■ WHAT IS BEING ASKED
Search the records for lines with the word "None" and copy each match.

■ Items listed in a dataset
══════

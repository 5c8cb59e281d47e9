//! Shared types and constants for the simulation and its collaborators.
//! Pure data, no I/O.

use serde::{Deserialize, Serialize};

/// Board dimensions (visible field).
pub const BOARD_WIDTH: u8 = 10;
pub const BOARD_HEIGHT: u8 = 20;

/// Game timing constants (in milliseconds).
pub const TICK_MS: u32 = 16;
pub const BASE_FALL_MS: u32 = 270;
pub const HARD_DROP_FALL_MS: u32 = 0;
pub const LOCK_DELAY_MS: u32 = 40;

/// Spawn anchor (top-left of the rotation mask). Pieces spawn straddling
/// the top of the field; mask rows above row 0 sit in the spawn buffer.
pub const SPAWN_X: i8 = 3;
pub const SPAWN_Y: i8 = -1;

/// A cell locked in any row above this one ends the game.
pub const GAME_OVER_ROW: i8 = 1;

/// Score awarded per cleared row.
pub const SCORE_PER_ROW: u32 = 10;

/// Tetromino piece kinds.
#[derive(Debug, Clone, Copy, PartialEq, Eq, Hash)]
pub enum PieceKind {
    S,
    Z,
    I,
    O,
    J,
    L,
    T,
}

impl PieceKind {
    /// All kinds, in catalog order.
    pub const ALL: [PieceKind; 7] = [
        PieceKind::S,
        PieceKind::Z,
        PieceKind::I,
        PieceKind::O,
        PieceKind::J,
        PieceKind::L,
        PieceKind::T,
    ];

    /// Numeric code used in recorded grids (1..=7; 0 means empty).
    pub fn code(self) -> u8 {
        match self {
            PieceKind::S => 1,
            PieceKind::Z => 2,
            PieceKind::I => 3,
            PieceKind::O => 4,
            PieceKind::J => 5,
            PieceKind::L => 6,
            PieceKind::T => 7,
        }
    }

    /// Inverse of [`code`](Self::code).
    pub fn from_code(code: u8) -> Option<Self> {
        match code {
            1 => Some(PieceKind::S),
            2 => Some(PieceKind::Z),
            3 => Some(PieceKind::I),
            4 => Some(PieceKind::O),
            5 => Some(PieceKind::J),
            6 => Some(PieceKind::L),
            7 => Some(PieceKind::T),
            _ => None,
        }
    }

    /// Single-letter label for display.
    pub fn as_str(self) -> &'static str {
        match self {
            PieceKind::S => "S",
            PieceKind::Z => "Z",
            PieceKind::I => "I",
            PieceKind::O => "O",
            PieceKind::J => "J",
            PieceKind::L => "L",
            PieceKind::T => "T",
        }
    }
}

/// Rotation state index, always kept in 0..=3.
#[derive(Debug, Clone, Copy, PartialEq, Eq, Hash, Default)]
pub struct Rotation(u8);

impl Rotation {
    /// Spawn orientation.
    pub const SPAWN: Rotation = Rotation(0);

    /// Build from any integer index; taken mod 4.
    pub fn new(index: u8) -> Self {
        Rotation(index % 4)
    }

    pub fn index(self) -> usize {
        self.0 as usize
    }

    /// Clockwise quarter turn (+1 mod 4).
    pub fn cw(self) -> Self {
        Rotation((self.0 + 1) % 4)
    }

    /// Counterclockwise quarter turn (-1 mod 4).
    pub fn ccw(self) -> Self {
        Rotation((self.0 + 3) % 4)
    }

    /// Half turn (+2 mod 4).
    pub fn half(self) -> Self {
        Rotation((self.0 + 2) % 4)
    }
}

/// Discrete player intents consumed by the simulation.
///
/// Raw key codes never cross this boundary; the mapping from physical
/// input lives in the input layer.
#[derive(Debug, Clone, Copy, PartialEq, Eq, Serialize, Deserialize)]
#[serde(rename_all = "snake_case")]
pub enum Intent {
    MoveLeft,
    MoveRight,
    SoftDrop,
    RotateCw,
    RotateCcw,
    Rotate180,
    /// Engages maximum gravity until the piece locks.
    HardDrop,
}

/// State-machine phases. `Spawning`, `Locking`, and `LineClear` are
/// transient; `GameOver` is terminal.
#[derive(Debug, Clone, Copy, PartialEq, Eq)]
pub enum Phase {
    Spawning,
    Falling,
    Locking,
    LineClear,
    GameOver,
}

/// 24-bit RGB color. Display colors live in the shape catalog; the
/// renderer derives cell colors from recorded kinds on demand.
#[derive(Debug, Clone, Copy, PartialEq, Eq, Default)]
pub struct Rgb {
    pub r: u8,
    pub g: u8,
    pub b: u8,
}

impl Rgb {
    pub const fn new(r: u8, g: u8, b: u8) -> Self {
        Self { r, g, b }
    }
}

/// Cell on the board (None = empty, Some = locked piece kind).
pub type Cell = Option<PieceKind>;

#[cfg(test)]
mod tests {
    use super::*;

    #[test]
    fn test_rotation_arithmetic_wraps() {
        let r = Rotation::SPAWN;
        assert_eq!(r.cw().index(), 1);
        assert_eq!(r.cw().cw().cw().cw(), r);
        assert_eq!(r.ccw().index(), 3);
        assert_eq!(r.half().index(), 2);
        assert_eq!(r.half().half(), r);
        assert_eq!(r.cw().ccw(), r);
    }

    #[test]
    fn test_rotation_new_takes_index_mod_4() {
        assert_eq!(Rotation::new(5), Rotation::new(1));
        assert_eq!(Rotation::new(4), Rotation::SPAWN);
        assert_eq!(Rotation::new(255).index(), 3);
    }

    #[test]
    fn test_piece_codes_round_trip() {
        for kind in PieceKind::ALL {
            assert_eq!(PieceKind::from_code(kind.code()), Some(kind));
        }
        assert_eq!(PieceKind::from_code(0), None);
        assert_eq!(PieceKind::from_code(8), None);
    }

    #[test]
    fn test_intent_serializes_snake_case() {
        let json = serde_json::to_string(&Intent::RotateCcw).unwrap();
        assert_eq!(json, "\"rotate_ccw\"");
        let back: Intent = serde_json::from_str(&json).unwrap();
        assert_eq!(back, Intent::RotateCcw);
    }
}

══════

■ YOUR RESPONSE
            _ => None,
/// Cell on the board (None = empty, Some = locked piece kind).
        assert_eq!(PieceKind::from_code(0), None);
        assert_eq!(PieceKind::from_code(8), None);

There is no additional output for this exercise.